YOUR INSTRUCTIONS:
Wherever "watch" shows up in the records below, copy the whole line.

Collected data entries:
---

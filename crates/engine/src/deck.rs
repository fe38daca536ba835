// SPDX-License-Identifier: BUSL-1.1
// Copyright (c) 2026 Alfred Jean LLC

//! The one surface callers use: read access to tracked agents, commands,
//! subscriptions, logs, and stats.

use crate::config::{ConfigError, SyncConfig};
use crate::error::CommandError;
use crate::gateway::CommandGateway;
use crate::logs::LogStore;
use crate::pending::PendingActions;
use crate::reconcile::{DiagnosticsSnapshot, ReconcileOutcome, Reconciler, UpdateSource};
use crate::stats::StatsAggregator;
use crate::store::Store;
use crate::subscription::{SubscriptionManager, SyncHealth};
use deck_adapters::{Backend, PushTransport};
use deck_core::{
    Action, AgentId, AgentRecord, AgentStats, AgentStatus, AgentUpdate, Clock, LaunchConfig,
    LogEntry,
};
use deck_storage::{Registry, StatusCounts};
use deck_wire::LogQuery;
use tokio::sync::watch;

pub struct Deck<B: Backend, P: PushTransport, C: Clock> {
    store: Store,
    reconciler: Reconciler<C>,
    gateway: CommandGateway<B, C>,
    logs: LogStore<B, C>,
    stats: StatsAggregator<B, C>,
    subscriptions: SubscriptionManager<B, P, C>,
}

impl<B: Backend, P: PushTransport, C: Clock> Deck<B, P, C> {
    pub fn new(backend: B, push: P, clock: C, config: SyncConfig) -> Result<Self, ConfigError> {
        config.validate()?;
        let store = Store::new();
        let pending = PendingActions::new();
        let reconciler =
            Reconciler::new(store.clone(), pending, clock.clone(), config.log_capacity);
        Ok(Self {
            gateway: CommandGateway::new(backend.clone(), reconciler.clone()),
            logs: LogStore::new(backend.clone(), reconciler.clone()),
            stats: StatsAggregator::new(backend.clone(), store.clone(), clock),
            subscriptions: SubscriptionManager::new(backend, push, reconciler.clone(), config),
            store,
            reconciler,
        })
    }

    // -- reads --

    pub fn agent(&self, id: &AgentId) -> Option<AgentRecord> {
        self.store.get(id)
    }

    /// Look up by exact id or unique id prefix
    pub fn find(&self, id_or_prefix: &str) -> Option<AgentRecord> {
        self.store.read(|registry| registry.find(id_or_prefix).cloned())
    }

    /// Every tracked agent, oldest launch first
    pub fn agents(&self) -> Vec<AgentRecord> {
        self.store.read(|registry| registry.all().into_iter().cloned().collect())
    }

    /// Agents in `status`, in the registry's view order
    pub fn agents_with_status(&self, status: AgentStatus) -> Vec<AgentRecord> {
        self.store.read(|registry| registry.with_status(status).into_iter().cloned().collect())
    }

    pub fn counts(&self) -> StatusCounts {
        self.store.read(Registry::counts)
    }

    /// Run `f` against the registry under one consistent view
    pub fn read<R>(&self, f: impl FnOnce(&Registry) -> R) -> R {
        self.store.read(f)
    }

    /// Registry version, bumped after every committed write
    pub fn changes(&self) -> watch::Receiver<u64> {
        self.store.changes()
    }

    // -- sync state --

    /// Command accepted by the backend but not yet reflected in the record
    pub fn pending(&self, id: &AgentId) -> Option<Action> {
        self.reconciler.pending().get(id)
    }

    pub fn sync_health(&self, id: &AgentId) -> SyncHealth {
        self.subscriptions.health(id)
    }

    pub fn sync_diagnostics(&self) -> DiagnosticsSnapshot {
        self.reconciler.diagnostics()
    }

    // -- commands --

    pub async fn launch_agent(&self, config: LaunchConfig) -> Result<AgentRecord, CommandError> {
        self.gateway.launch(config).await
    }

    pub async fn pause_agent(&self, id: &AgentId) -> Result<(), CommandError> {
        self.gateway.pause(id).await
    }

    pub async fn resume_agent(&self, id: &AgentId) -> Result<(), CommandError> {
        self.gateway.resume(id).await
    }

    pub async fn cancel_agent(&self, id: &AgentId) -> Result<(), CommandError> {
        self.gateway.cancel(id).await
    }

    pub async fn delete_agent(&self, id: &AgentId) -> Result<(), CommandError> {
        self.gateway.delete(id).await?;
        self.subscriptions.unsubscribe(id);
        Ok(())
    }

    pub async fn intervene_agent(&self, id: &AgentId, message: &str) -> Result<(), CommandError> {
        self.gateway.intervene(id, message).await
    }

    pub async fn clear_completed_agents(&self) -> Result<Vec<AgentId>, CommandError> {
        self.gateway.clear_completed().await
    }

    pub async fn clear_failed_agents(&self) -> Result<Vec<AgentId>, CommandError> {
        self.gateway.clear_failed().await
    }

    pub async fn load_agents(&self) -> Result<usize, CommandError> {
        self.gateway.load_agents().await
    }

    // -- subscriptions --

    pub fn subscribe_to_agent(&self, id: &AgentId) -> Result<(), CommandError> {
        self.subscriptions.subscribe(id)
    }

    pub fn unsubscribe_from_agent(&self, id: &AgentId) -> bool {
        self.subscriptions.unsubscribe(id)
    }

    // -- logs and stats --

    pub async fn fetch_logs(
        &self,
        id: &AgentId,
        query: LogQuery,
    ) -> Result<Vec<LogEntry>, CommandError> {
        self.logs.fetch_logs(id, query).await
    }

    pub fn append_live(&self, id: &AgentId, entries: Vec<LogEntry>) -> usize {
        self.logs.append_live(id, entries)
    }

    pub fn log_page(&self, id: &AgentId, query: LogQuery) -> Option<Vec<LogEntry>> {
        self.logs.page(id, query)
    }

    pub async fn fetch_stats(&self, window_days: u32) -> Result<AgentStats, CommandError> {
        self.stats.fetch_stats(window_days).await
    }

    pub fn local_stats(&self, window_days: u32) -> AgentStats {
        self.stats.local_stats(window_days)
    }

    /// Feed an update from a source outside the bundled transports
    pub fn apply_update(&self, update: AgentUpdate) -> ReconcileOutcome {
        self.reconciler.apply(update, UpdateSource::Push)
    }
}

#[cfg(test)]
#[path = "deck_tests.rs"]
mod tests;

---

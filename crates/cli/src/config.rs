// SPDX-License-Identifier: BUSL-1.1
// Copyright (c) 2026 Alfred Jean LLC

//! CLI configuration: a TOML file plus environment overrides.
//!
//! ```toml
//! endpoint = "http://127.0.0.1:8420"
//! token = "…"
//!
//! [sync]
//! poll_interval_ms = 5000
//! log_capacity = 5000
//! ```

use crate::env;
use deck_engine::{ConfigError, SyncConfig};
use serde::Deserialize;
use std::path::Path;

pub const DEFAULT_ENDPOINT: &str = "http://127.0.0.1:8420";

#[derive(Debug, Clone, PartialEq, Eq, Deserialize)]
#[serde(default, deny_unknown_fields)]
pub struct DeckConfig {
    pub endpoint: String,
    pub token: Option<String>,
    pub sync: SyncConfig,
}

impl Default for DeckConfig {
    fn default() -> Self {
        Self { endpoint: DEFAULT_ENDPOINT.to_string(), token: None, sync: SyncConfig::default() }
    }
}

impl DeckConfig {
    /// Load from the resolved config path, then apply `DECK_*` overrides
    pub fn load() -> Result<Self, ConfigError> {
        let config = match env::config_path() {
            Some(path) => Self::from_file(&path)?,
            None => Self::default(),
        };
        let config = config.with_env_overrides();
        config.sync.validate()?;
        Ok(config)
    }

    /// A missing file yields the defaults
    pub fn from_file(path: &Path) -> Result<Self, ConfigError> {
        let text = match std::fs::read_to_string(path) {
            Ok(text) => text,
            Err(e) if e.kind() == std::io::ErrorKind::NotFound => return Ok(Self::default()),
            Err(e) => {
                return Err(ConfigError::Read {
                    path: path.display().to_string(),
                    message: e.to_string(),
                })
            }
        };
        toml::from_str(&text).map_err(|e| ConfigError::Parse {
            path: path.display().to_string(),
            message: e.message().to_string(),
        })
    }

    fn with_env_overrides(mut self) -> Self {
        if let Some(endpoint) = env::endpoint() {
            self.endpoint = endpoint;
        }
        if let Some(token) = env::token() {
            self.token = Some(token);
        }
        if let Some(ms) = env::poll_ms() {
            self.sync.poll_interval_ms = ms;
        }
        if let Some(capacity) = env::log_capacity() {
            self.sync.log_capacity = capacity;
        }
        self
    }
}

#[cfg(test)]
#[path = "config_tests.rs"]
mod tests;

---

ANSWER FOR THIS EXERCISE:
use tokio::sync::watch;
    pub fn changes(&self) -> watch::Receiver<u64> {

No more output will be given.